Bersani cerca la svolta. In birreria

Il nodo al Senato è irrisolto, ma il segretario preferisce vedere Saviano. E lunedì cerca il via libera per trattare col Pdl

Pier Luigi Bersani non rinuncia ad una pausa in una birreria nel centro di Roma
Pier Luigi Bersani non rinuncia ad una pausa in una birreria nel centro di Roma

Roma - Non fosse stato per quella irridente sala di Montecitorio, la «sala del Cavaliere», il sabato di Pier Luigi Bersani avrebbe avuto il pregio dell'ordinario tran-tran: gli incontri programmati con gli amici dell'Anci e del Forum Terzo settore, le consuete chiacchiere con i giornalisti, la solita birretta nel solito bar di Campo de' Fiori e un incontro con Roberto Saviano, a cui ha assicurato «misure per la legalità» in caso di incarico. Itinerari rassicuranti di una vita da precario, sempre in attesa di un futuro migliore, de svortà, come dicono i romani. Non avendo in tasca il biglietto della lotteria, ma solo una carta di pre-incarico, il leader del Pd può dichiararsi «tranquillissimo» e persino «non pessimista». Se la svorta ancora non si vede, lui però l'attende. «Mission impossible? Non c'è nulla di impossibile», si conforta. E ad alcuni ragazzi all'uscita dalla birreria: «Le sorprese non sono ancora finite...», dice. Su quali possano essere è buio fitto, come quello che scende sulla statua che ricorda il luogo dove finì arrostito Giordano Bruno, l'eretico visionario di un mondo diverso, immanente e anche un po' magico, tra Casaleggio e il bucolico di Bettola.
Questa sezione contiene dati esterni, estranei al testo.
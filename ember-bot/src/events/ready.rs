use poise::serenity_prelude as serenity;
use tracing::info;

use ember_core::{BotHandle, EventArgs};

pub async fn on_ready(args: EventArgs, bot: BotHandle) -> anyhow::Result<()> {
    let EventArgs::Gateway { event, .. } = args else {
        return Ok(());
    };
    let serenity::FullEvent::Ready { data_about_bot } = event.as_ref() else {
        return Ok(());
    };

    let loaded = bot.commands.read().await.command_count();
    info!(
        user = %data_about_bot.user.name,
        guilds = data_about_bot.guilds.len(),
        commands = loaded,
        "Ember has awoken!"
    );
    Ok(())
}
use ember_core::{Context, Error};

/// Check that the bot is responding.
#[poise::command(slash_command, category = "Utility")]
pub async fn ping(ctx: Context<'_>) -> Result<(), Error> {
    ctx.send(
        poise::CreateReply::default()
            .content("pong!")
            .ephemeral(true),
    )
    .await?;
    Ok(())
}
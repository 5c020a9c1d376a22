pub mod ping;
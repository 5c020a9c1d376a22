pub mod reload;
use anyhow::Context as _;

/// Parse a comma separated list of snowflake ids. Blank entries are skipped.
pub fn parse_id_list(raw: &str) -> anyhow::Result<Vec<u64>> {
    raw.split(',')
        .map(str::trim)
        .filter(|part| !part.is_empty())
        .map(|part| {
            part.parse::<u64>()
                .with_context(|| format!("`{part}` is not a valid id"))
        })
        .collect()
}
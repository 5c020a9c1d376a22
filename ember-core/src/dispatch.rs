//! Routing of incoming gateway and HTTP events into the listener emitters.

use std::sync::Arc;

use async_trait::async_trait;
use poise::serenity_prelude as serenity;

use crate::{BotListeners, EventArgs};

/// Name rate-limit notices are emitted under on the REST emitter.
pub const RATELIMIT_EVENT: &str = "ratelimit";

/// Emit a gateway event on the client emitter under its snake_case name.
pub async fn dispatch_gateway_event(
    ctx: &serenity::Context,
    event: &serenity::FullEvent,
    listeners: &BotListeners,
) -> usize {
    let name = event.snake_case_name();
    if listeners.client.listener_count(name) == 0 {
        return 0;
    }

    let args = EventArgs::Gateway {
        ctx: ctx.clone(),
        event: Arc::new(event.clone()),
    };
    listeners.client.emit(name, args).await
}

/// Serenity event handler that forwards HTTP rate-limit notices to the REST emitter.
pub struct RestBridge {
    listeners: Arc<BotListeners>,
}

impl RestBridge {
    pub fn new(listeners: Arc<BotListeners>) -> Self {
        Self { listeners }
    }
}

#[async_trait]
impl serenity::EventHandler for RestBridge {
    async fn ratelimit(&self, data: ::serenity::http::RatelimitInfo) {
        self.listeners
            .rest
            .emit(RATELIMIT_EVENT, EventArgs::Rest(Arc::new(data)))
            .await;
    }
}
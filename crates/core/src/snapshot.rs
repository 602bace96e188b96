//! Plain-data observation of the engine, consumed by the terminal views.

use crate::types::{Cell, PlayState, BOARD_CELLS, SOLVED_BLANK_INDEX};

/// A copyable view of the puzzle state at one instant.
///
/// Views render from this instead of borrowing the engine, so the render path
/// never holds the engine across a frame.
#[derive(Debug, Clone, Copy, PartialEq, Eq)]
pub struct PuzzleSnapshot {
    pub cells: [Cell; BOARD_CELLS],
    pub blank: u8,
    pub move_count: u32,
    pub state: PlayState,
    pub game_id: u32,
}

impl PuzzleSnapshot {
    pub fn playable(&self) -> bool {
        self.state == PlayState::Playing
    }
}

impl Default for PuzzleSnapshot {
    fn default() -> Self {
        let mut cells: [Cell; BOARD_CELLS] = [None; BOARD_CELLS];
        for (i, cell) in cells.iter_mut().take(BOARD_CELLS - 1).enumerate() {
            *cell = Some(i as u8);
        }
        Self {
            cells,
            blank: SOLVED_BLANK_INDEX,
            move_count: 0,
            state: PlayState::Idle,
            game_id: 0,
        }
    }
}

#[cfg(test)]
mod tests {
    use super::*;

    #[test]
    fn test_default_snapshot_is_solved_layout() {
        let snap = PuzzleSnapshot::default();
        assert_eq!(snap.blank, SOLVED_BLANK_INDEX);
        assert_eq!(snap.cells[8], None);
        assert_eq!(snap.cells[0], Some(0));
        assert!(!snap.playable());
    }
}
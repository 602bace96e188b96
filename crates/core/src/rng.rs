//! RNG module - deterministic pseudo-random selection
//!
//! A simple LCG (Linear Congruential Generator) using the Numerical Recipes
//! constants. Shuffling and the ambient layer only need uniform small-range
//! picks, and a seeded LCG keeps both fully reproducible in tests.

/// Simple LCG RNG.
#[derive(Debug, Clone)]
pub struct SimpleRng {
    state: u32,
}

impl SimpleRng {
    /// Create a new RNG with the given seed.
    pub fn new(seed: u32) -> Self {
        // Avoid 0 seed which would produce all zeros
        let state = if seed == 0 { 1 } else { seed };
        Self { state }
    }

    /// Generate the next random u32.
    pub fn next_u32(&mut self) -> u32 {
        // LCG formula: (a * state + c) mod 2^32
        self.state = self.state.wrapping_mul(1664525).wrapping_add(1013904223);
        self.state
    }

    /// Random value in `[0, max)`.
    pub fn next_range(&mut self, max: u32) -> u32 {
        self.next_u32() % max
    }

    /// Uniformly pick one element of a non-empty slice.
    pub fn choose<T: Copy>(&mut self, slice: &[T]) -> T {
        slice[self.next_range(slice.len() as u32) as usize]
    }

    /// Current internal state (for restarting with the same sequence).
    pub fn state(&self) -> u32 {
        self.state
    }
}

impl Default for SimpleRng {
    fn default() -> Self {
        Self::new(1)
    }
}

#[cfg(test)]
mod tests {
    use super::*;

    #[test]
    fn test_rng_deterministic() {
        let mut rng1 = SimpleRng::new(12345);
        let mut rng2 = SimpleRng::new(12345);

        for _ in 0..100 {
            assert_eq!(rng1.next_u32(), rng2.next_u32());
        }
    }

    #[test]
    fn test_rng_different_seeds_diverge() {
        let mut rng1 = SimpleRng::new(12345);
        let mut rng2 = SimpleRng::new(54321);
        assert_ne!(rng1.next_u32(), rng2.next_u32());
    }

    #[test]
    fn test_zero_seed_is_remapped() {
        let mut rng = SimpleRng::new(0);
        assert_ne!(rng.next_u32(), 0);
    }

    #[test]
    fn test_next_range_bounds() {
        let mut rng = SimpleRng::new(7);
        for _ in 0..1000 {
            assert!(rng.next_range(4) < 4);
        }
    }

    #[test]
    fn test_choose_covers_all_elements() {
        let mut rng = SimpleRng::new(99);
        let items = [10u8, 20, 30, 40];
        let mut seen = [false; 4];
        for _ in 0..200 {
            let v = rng.choose(&items);
            seen[(v / 10 - 1) as usize] = true;
        }
        assert!(seen.iter().all(|s| *s));
    }
}
//! Input mapping for the terminal app.
//!
//! Pure key-to-action translation; the app loop owns the event pump.

pub mod map;

pub use tui_slide_types as types;

pub use map::{handle_game_key, handle_menu_key, should_quit};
Bersani sa che quella può essere la sua fine, ma s'avvia alla pira con la medesima speranza. Segue il «doppio binario» indicato da Napolitano: da una parte un programma di governo di riforme da fare, dall'altro i temi istituzionali. «Qui si può trovare un equilibrio di responsabilità, fuori ci sono cose più difficili e precarie...». Risponde a Berlusconi che lo stuzzica sulla precarietà dell'incedere. «Io precario? Siamo in buona compagnia. Dica Berlusconi se ci sono ipotesi meno precarie, io non credo... Che ci sia un passaggio difficile, una porta stretta, non lo nego, ma se mi metto al servizio di questo passaggio non è per me...».
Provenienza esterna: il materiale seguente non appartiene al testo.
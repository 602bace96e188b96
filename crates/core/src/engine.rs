//! Engine module - the puzzle state machine
//!
//! Owns the board, the move counter, and the play state, and is the only
//! mutator of all three. The surrounding application (menu, renderer, timer,
//! ambient layer) calls in and reacts to the returned values; nothing here
//! performs I/O.
//!
//! State transitions:
//!
//! ```text
//! Idle --start_new_game--> Playing
//! Playing --attempt_move (adjacent, not solved)--> Playing
//! Playing --attempt_move (solved)--> Won
//! Playing --reset_with_new_shuffle--> Playing
//! Won/Playing --return_to_menu--> Idle
//! ```
//!
//! Moves while `Idle` or `Won` are rejected via the result value, never an
//! error.

use crate::board::{is_adjacent, Board};
use crate::rng::SimpleRng;
use crate::snapshot::PuzzleSnapshot;
use crate::types::{MoveOutcome, PlayState, SHUFFLE_STEPS};

/// The sliding-puzzle state machine.
#[derive(Debug, Clone)]
pub struct PuzzleEngine {
    board: Board,
    move_count: u32,
    state: PlayState,
    rng: SimpleRng,
    /// Monotonic game id (increments on every new game).
    game_id: u32,
}

impl PuzzleEngine {
    /// Create an idle engine with the given shuffle seed.
    pub fn new(seed: u32) -> Self {
        Self {
            board: Board::solved(),
            move_count: 0,
            state: PlayState::Idle,
            rng: SimpleRng::new(seed),
            game_id: 0,
        }
    }

    pub fn board(&self) -> &Board {
        &self.board
    }

    pub fn blank(&self) -> u8 {
        self.board.blank()
    }

    pub fn move_count(&self) -> u32 {
        self.move_count
    }

    pub fn state(&self) -> PlayState {
        self.state
    }

    pub fn game_id(&self) -> u32 {
        self.game_id
    }

    /// Positions currently accepted by [`PuzzleEngine::attempt_move`].
    pub fn valid_moves(&self) -> arrayvec::ArrayVec<u8, 4> {
        self.board.valid_moves()
    }

    /// Start a new game: solved board, fresh shuffle, zero moves, `Playing`.
    ///
    /// Valid from any state; the menu uses it for game entry and re-entry
    /// after a win.
    pub fn start_new_game(&mut self) {
        let mut rng = self.rng.clone();
        self.begin(|moves| rng.choose(moves));
        self.rng = rng;
    }

    /// As [`PuzzleEngine::start_new_game`], but with a caller-supplied move
    /// picker so tests can drive an exact shuffle trace.
    pub fn start_new_game_with(&mut self, picker: impl FnMut(&[u8]) -> u8) {
        self.begin(picker);
    }

    /// Re-shuffle mid-game: fresh board and shuffle, move count back to 0.
    ///
    /// Gated to `Playing` (the calling layer only exposes the control there);
    /// from `Idle` or `Won` this is a defined no-op returning false. The
    /// elapsed-time display is owned by the caller and deliberately not
    /// affected.
    pub fn reset_with_new_shuffle(&mut self) -> bool {
        if self.state != PlayState::Playing {
            return false;
        }
        self.start_new_game();
        true
    }

    /// Leave the game: state becomes `Idle`.
    ///
    /// Board and move count keep their last values; a subsequent
    /// [`PuzzleEngine::start_new_game`] reinitializes them.
    pub fn return_to_menu(&mut self) {
        self.state = PlayState::Idle;
    }

    /// Request sliding the tile at `target` into the blank.
    ///
    /// Rejected (`applied: false`, nothing mutated) unless the engine is
    /// `Playing` and `target` is grid-adjacent to the blank. On success the
    /// move counter increments by exactly 1 and the win condition is checked;
    /// reaching the solved board transitions to `Won` with `won: true`.
    pub fn attempt_move(&mut self, target: u8) -> MoveOutcome {
        if self.state != PlayState::Playing {
            return MoveOutcome::REJECTED;
        }
        if !is_adjacent(target, self.board.blank()) || !self.board.slide(target) {
            return MoveOutcome::REJECTED;
        }

        self.move_count += 1;

        let won = self.board.is_solved();
        if won {
            self.state = PlayState::Won;
        }
        MoveOutcome { applied: true, won }
    }

    /// Shuffle by repeated legal slides: from the solved board, pick one of
    /// the blank's valid moves uniformly and slide it, `SHUFFLE_STEPS` times.
    ///
    /// Every step is a legal single-tile slide, so the result is reachable
    /// from solved and therefore always solvable. A walk that happens to end
    /// back on the solved board is accepted; with 200 steps the probability
    /// is negligible.
    fn begin(&mut self, mut picker: impl FnMut(&[u8]) -> u8) {
        self.board = Board::solved();
        for _ in 0..SHUFFLE_STEPS {
            let moves = self.board.valid_moves();
            let target = picker(&moves);
            debug_assert!(self.board.valid_moves().contains(&target));
            self.board.slide(target);
        }
        self.move_count = 0;
        self.state = PlayState::Playing;
        self.game_id = self.game_id.wrapping_add(1);
    }

    /// Fill `out` with an observation of the current state.
    pub fn snapshot_into(&self, out: &mut PuzzleSnapshot) {
        out.cells = *self.board.cells();
        out.blank = self.board.blank();
        out.move_count = self.move_count;
        out.state = self.state;
        out.game_id = self.game_id;
    }

    pub fn snapshot(&self) -> PuzzleSnapshot {
        let mut s = PuzzleSnapshot::default();
        self.snapshot_into(&mut s);
        s
    }
}

impl Default for PuzzleEngine {
    fn default() -> Self {
        Self::new(1)
    }
}
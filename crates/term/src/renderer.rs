//! TerminalRenderer: flushes a framebuffer to a real terminal.
//!
//! Raw mode + alternate screen for the lifetime of the app, full-frame
//! redraws with style-change coalescing. The puzzle screen is small enough
//! that diffing buys nothing here.

use std::io::{self, Write};

use anyhow::Result;

use crossterm::{
    cursor,
    style::{
        Attribute, Color, Print, ResetColor, SetAttribute, SetBackgroundColor, SetForegroundColor,
    },
    terminal, QueueableCommand,
};

use crate::fb::{CellStyle, FrameBuffer, Rgb};

pub struct TerminalRenderer {
    stdout: io::Stdout,
    buf: Vec<u8>,
    needs_clear: bool,
}

impl TerminalRenderer {
    pub fn new() -> Self {
        Self {
            stdout: io::stdout(),
            buf: Vec::with_capacity(64 * 1024),
            needs_clear: true,
        }
    }

    pub fn enter(&mut self) -> Result<()> {
        terminal::enable_raw_mode()?;
        self.buf.clear();
        self.buf.queue(terminal::EnterAlternateScreen)?;
        self.buf.queue(cursor::Hide)?;
        self.buf.queue(terminal::DisableLineWrap)?;
        self.flush_buf()?;
        Ok(())
    }

    pub fn exit(&mut self) -> Result<()> {
        self.buf.clear();
        self.buf.queue(ResetColor)?;
        self.buf.queue(SetAttribute(Attribute::Reset))?;
        self.buf.queue(terminal::EnableLineWrap)?;
        self.buf.queue(cursor::Show)?;
        self.buf.queue(terminal::LeaveAlternateScreen)?;
        self.flush_buf()?;
        terminal::disable_raw_mode()?;
        Ok(())
    }

    /// Force a clear before the next draw (e.g. on resize).
    pub fn invalidate(&mut self) {
        self.needs_clear = true;
    }

    /// Flush the framebuffer to the terminal.
    pub fn draw(&mut self, fb: &FrameBuffer) -> Result<()> {
        self.buf.clear();
        if self.needs_clear {
            self.buf.queue(terminal::Clear(terminal::ClearType::All))?;
            self.needs_clear = false;
        }
        encode_frame_into(fb, &mut self.buf)?;
        self.flush_buf()
    }

    fn flush_buf(&mut self) -> Result<()> {
        self.stdout.write_all(&self.buf)?;
        self.stdout.flush()?;
        Ok(())
    }
}

impl Default for TerminalRenderer {
    fn default() -> Self {
        Self::new()
    }
}

/// Encode a full-frame redraw into `out`, coalescing style changes.
pub fn encode_frame_into(fb: &FrameBuffer, out: &mut Vec<u8>) -> Result<()> {
    out.queue(cursor::MoveTo(0, 0))?;

    let mut current_style: Option<CellStyle> = None;
    for y in 0..fb.height() {
        out.queue(cursor::MoveTo(0, y))?;
        for x in 0..fb.width() {
            let cell = fb.get(x, y).unwrap_or_default();
            if current_style != Some(cell.style) {
                apply_style_into(out, cell.style)?;
                current_style = Some(cell.style);
            }
            out.queue(Print(cell.ch))?;
        }
    }

    out.queue(ResetColor)?;
    out.queue(SetAttribute(Attribute::Reset))?;
    Ok(())
}

fn apply_style_into(out: &mut Vec<u8>, style: CellStyle) -> Result<()> {
    out.queue(SetAttribute(Attribute::Reset))?;
    out.queue(SetForegroundColor(rgb_to_color(style.fg)))?;
    out.queue(SetBackgroundColor(rgb_to_color(style.bg)))?;
    if style.bold {
        out.queue(SetAttribute(Attribute::Bold))?;
    }
    if style.dim {
        out.queue(SetAttribute(Attribute::Dim))?;
    }
    Ok(())
}

fn rgb_to_color(rgb: Rgb) -> Color {
    Color::Rgb {
        r: rgb.r,
        g: rgb.g,
        b: rgb.b,
    }
}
Fragile è il filo della trattativa, nel giorno in cui il Giaguaro si concede al suo popolo e mostra il baratro in cui tutti si può cadere, un'altra prova elettorale. A sfidarlo non sarebbe più neppure più lo Smacchiatore mancato allora, il giovane Renzi l'ha già dichiarato ai quattro venti, e così il sentiero di Bersani diventa davvero piccola cruna, disperato passaggio verso il mondo dei dimenticati. Ecco perché tutto va letto nella trasparenza di giornate che servono a prender tempo, a far maturare i contatti che ci sono, a definire i contorni reali del tentativo bersaniano. Che non ha ancora del tutto perduto la speranza in Grillo: «Inutile che mi attacchino, non ho fatto una mossa del cavallo, vedrete che farò delle proposte di cambiamento, se scappano si prenderanno la loro responsabilità...». Ma senza indicare come potrebbe mai convincere Cinquestelle a starci, con quali effetti speciali, appare tutto per quel che è: bluff o arma spuntata.
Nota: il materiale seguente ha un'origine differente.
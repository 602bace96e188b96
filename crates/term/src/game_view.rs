//! GameView: maps a `PuzzleSnapshot` into a terminal framebuffer.
//!
//! This module is pure (no I/O). It can be unit-tested.

use crate::core::PuzzleSnapshot;
use crate::fb::{CellStyle, FrameBuffer, Rgb};
use crate::types::{PlayState, GRID_SIZE};

/// Terminal viewport dimensions.
#[derive(Debug, Clone, Copy, PartialEq, Eq)]
pub struct Viewport {
    pub width: u16,
    pub height: u16,
}

impl Viewport {
    pub fn new(width: u16, height: u16) -> Self {
        Self { width, height }
    }
}

/// Tile art theme, chosen from the menu gallery.
#[derive(Debug, Clone, Copy, PartialEq, Eq)]
pub struct Theme {
    pub name: &'static str,
    pub tile_fg: Rgb,
    pub tile_bg: Rgb,
    pub glyph: char,
}

/// The selectable gallery (stands in for the original's photo gallery).
pub const THEMES: [Theme; 3] = [
    Theme {
        name: "Honeycomb",
        tile_fg: Rgb::new(40, 30, 10),
        tile_bg: Rgb::new(240, 185, 60),
        glyph: '⬡',
    },
    Theme {
        name: "Amber",
        tile_fg: Rgb::new(55, 25, 5),
        tile_bg: Rgb::new(215, 130, 40),
        glyph: '◆',
    },
    Theme {
        name: "Clover",
        tile_fg: Rgb::new(20, 45, 15),
        tile_bg: Rgb::new(120, 190, 90),
        glyph: '❀',
    },
];

/// Caller-owned display state rendered alongside the board.
///
/// The elapsed timer lives in the app loop, not the engine; the view only
/// prints it.
#[derive(Debug, Clone, Copy, PartialEq, Eq)]
pub struct HudView {
    pub elapsed_secs: u32,
    pub theme: usize,
}

/// Renders the game screen: board grid, side panel, win overlay.
pub struct GameView {
    /// Tile width in terminal columns.
    cell_w: u16,
    /// Tile height in terminal rows.
    cell_h: u16,
}

impl Default for GameView {
    fn default() -> Self {
        // 7x3 keeps tiles roughly square under typical glyph aspect ratios.
        Self {
            cell_w: 7,
            cell_h: 3,
        }
    }
}

impl GameView {
    pub fn new(cell_w: u16, cell_h: u16) -> Self {
        Self { cell_w, cell_h }
    }

    /// Render into an existing framebuffer (the reusable hot path).
    ///
    /// The framebuffer is not cleared, so the ambient layer can be drawn
    /// first and show through the margins.
    pub fn render_into(&self, snap: &PuzzleSnapshot, hud: &HudView, fb: &mut FrameBuffer) {
        let theme = THEMES[hud.theme % THEMES.len()];

        let grid = GRID_SIZE as u16;
        let board_px_w = grid * self.cell_w;
        let board_px_h = grid * self.cell_h;
        let frame_w = board_px_w + 2;
        let frame_h = board_px_h + 2;

        let start_x = fb.width().saturating_sub(frame_w) / 2;
        let start_y = fb.height().saturating_sub(frame_h) / 2;

        let border = CellStyle {
            fg: Rgb::new(200, 170, 90),
            bg: Rgb::new(0, 0, 0),
            bold: false,
            dim: false,
        };
        let well = CellStyle::colored(Rgb::new(90, 70, 30), Rgb::new(35, 28, 12));

        // Board background and border.
        fb.fill_rect(start_x + 1, start_y + 1, board_px_w, board_px_h, ' ', well);
        draw_border(fb, start_x, start_y, frame_w, frame_h, border);

        // Tiles.
        for pos in 0..(grid * grid) as u8 {
            let row = (pos / GRID_SIZE) as u16;
            let col = (pos % GRID_SIZE) as u16;
            let px = start_x + 1 + col * self.cell_w;
            let py = start_y + 1 + row * self.cell_h;

            match snap.cells[pos as usize] {
                Some(tile) => self.draw_tile(fb, px, py, tile, theme),
                None => {
                    // The blank reads as a dark gap in the grid.
                    fb.fill_rect(px, py, self.cell_w, self.cell_h, '·', well);
                }
            }
        }

        self.draw_side_panel(fb, snap, hud, start_x, start_y, frame_w);

        if snap.state == PlayState::Won {
            self.draw_win_banner(fb, snap, hud, start_x, start_y, frame_w, frame_h);
        }
    }

    /// Convenience helper that allocates a new framebuffer.
    pub fn render(&self, snap: &PuzzleSnapshot, hud: &HudView, viewport: Viewport) -> FrameBuffer {
        let mut fb = FrameBuffer::new(viewport.width, viewport.height);
        self.render_into(snap, hud, &mut fb);
        fb
    }

    fn draw_tile(&self, fb: &mut FrameBuffer, px: u16, py: u16, tile: u8, theme: Theme) {
        let style = CellStyle {
            fg: theme.tile_fg,
            bg: theme.tile_bg,
            bold: true,
            dim: false,
        };
        fb.fill_rect(px, py, self.cell_w, self.cell_h, ' ', style);

        // Theme glyph in the corner, 1-based tile number centered.
        let deco = CellStyle { bold: false, ..style };
        fb.put_char(px, py, theme.glyph, deco);
        let label_x = px + self.cell_w / 2;
        let label_y = py + self.cell_h / 2;
        fb.put_u32(label_x, label_y, tile as u32 + 1, style);
    }

    fn draw_side_panel(
        &self,
        fb: &mut FrameBuffer,
        snap: &PuzzleSnapshot,
        hud: &HudView,
        start_x: u16,
        start_y: u16,
        frame_w: u16,
    ) {
        let panel_x = start_x.saturating_add(frame_w).saturating_add(2);
        if panel_x >= fb.width() {
            return;
        }
        if fb.width() - panel_x < 10 {
            return;
        }

        let label = CellStyle {
            fg: Rgb::new(230, 210, 150),
            bg: Rgb::new(0, 0, 0),
            bold: true,
            dim: false,
        };
        let value = CellStyle::colored(Rgb::new(200, 200, 200), Rgb::new(0, 0, 0));
        let dim = CellStyle { dim: true, ..value };

        let mut y = start_y;
        fb.put_str(panel_x, y, "TIME", label);
        y = y.saturating_add(1);
        fb.put_u32(panel_x, y, hud.elapsed_secs, value);
        fb.put_char(panel_x + digits(hud.elapsed_secs), y, 's', value);
        y = y.saturating_add(2);

        fb.put_str(panel_x, y, "MOVES", label);
        y = y.saturating_add(1);
        fb.put_u32(panel_x, y, snap.move_count, value);
        y = y.saturating_add(2);

        fb.put_str(panel_x, y, "arrows slide", dim);
        y = y.saturating_add(1);
        fb.put_str(panel_x, y, "r shuffle", dim);
        y = y.saturating_add(1);
        fb.put_str(panel_x, y, "b back  q quit", dim);
    }

    fn draw_win_banner(
        &self,
        fb: &mut FrameBuffer,
        snap: &PuzzleSnapshot,
        hud: &HudView,
        start_x: u16,
        start_y: u16,
        frame_w: u16,
        frame_h: u16,
    ) {
        let style = CellStyle {
            fg: Rgb::new(30, 20, 0),
            bg: Rgb::new(255, 215, 80),
            bold: true,
            dim: false,
        };

        let mid_y = start_y.saturating_add(frame_h / 2);
        let center = |fb: &mut FrameBuffer, y: u16, text: &str| {
            let w = text.chars().count() as u16;
            let x = start_x.saturating_add(frame_w.saturating_sub(w) / 2);
            fb.put_str(x, y, text, style);
        };

        center(fb, mid_y.saturating_sub(1), " YOU WIN! ");
        let summary = format!(" {}s / {} moves ", hud.elapsed_secs, snap.move_count);
        center(fb, mid_y, &summary);
        center(fb, mid_y.saturating_add(1), " enter: again  b: menu ");
    }
}

fn digits(value: u32) -> u16 {
    let mut n = value;
    let mut d = 1;
    while n >= 10 {
        n /= 10;
        d += 1;
    }
    d
}

fn draw_border(fb: &mut FrameBuffer, x: u16, y: u16, w: u16, h: u16, style: CellStyle) {
    if w < 2 || h < 2 {
        return;
    }

    fb.put_char(x, y, '┌', style);
    fb.put_char(x + w - 1, y, '┐', style);
    fb.put_char(x, y + h - 1, '└', style);
    fb.put_char(x + w - 1, y + h - 1, '┘', style);

    for dx in 1..w - 1 {
        fb.put_char(x + dx, y, '─', style);
        fb.put_char(x + dx, y + h - 1, '─', style);
    }
    for dy in 1..h - 1 {
        fb.put_char(x, y + dy, '│', style);
        fb.put_char(x + w - 1, y + dy, '│', style);
    }
}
Diverso e parallelo corre il binario verso il Pdl, anche se la giornata di piazza non aiuta. Per ora il Capo piddino è ancora alle ripicche sulla caduta del governo Monti, a negare dialogo con «chi adesso parla di concordia», ad annunciare una «più stringente legge su incompatibilità, incandidabilità e ineleggibilità», anche se non si sbilancia sull'applicabilità a Berlusconi (la legge non dispone che per l'avvenire) e dice solo: «Si vedrà». Eppure il capitolo delle riforme è uno spartiacque che dovrà necessariamente essere varcato, e un altro riguarda i papabili per il Quirinale. Alla possibilità che resti Napolitano ancora per un po' s'è aggiunta, forse per comune azione dei Letta (zio e nipote), un'importante quotazione dell'abruzzese Franco Marini, nome non sgradito dalle parti del Pdl. Lo stesso Monti subordina la collaborazione all'apertura di un dialogo con il Pdl, e la Lega è disponibile soltanto con il nihil obstat del Cavaliere.
Ma prima che il cammello passi per l'ago, che la svolta di prospettiva da Grillo a Berlusconi venga compiuta, Bersani vuole che il partito ne prenda coscienza, che gli conceda il mandato, che gli salvi la faccia, se non l'onore.

Non è un caso che abbia convocato la riunione dei gruppi parlamentari per lunedì pomeriggio e (soprattutto) la Direzione nazionale per lunedì sera, ovvero prima dell'annunciato giro di consultazioni con i partiti. Sarebbe stato logico semmai il contrario. Un piccolo segnale nelle ombre minacciose di Campo de' Fiori.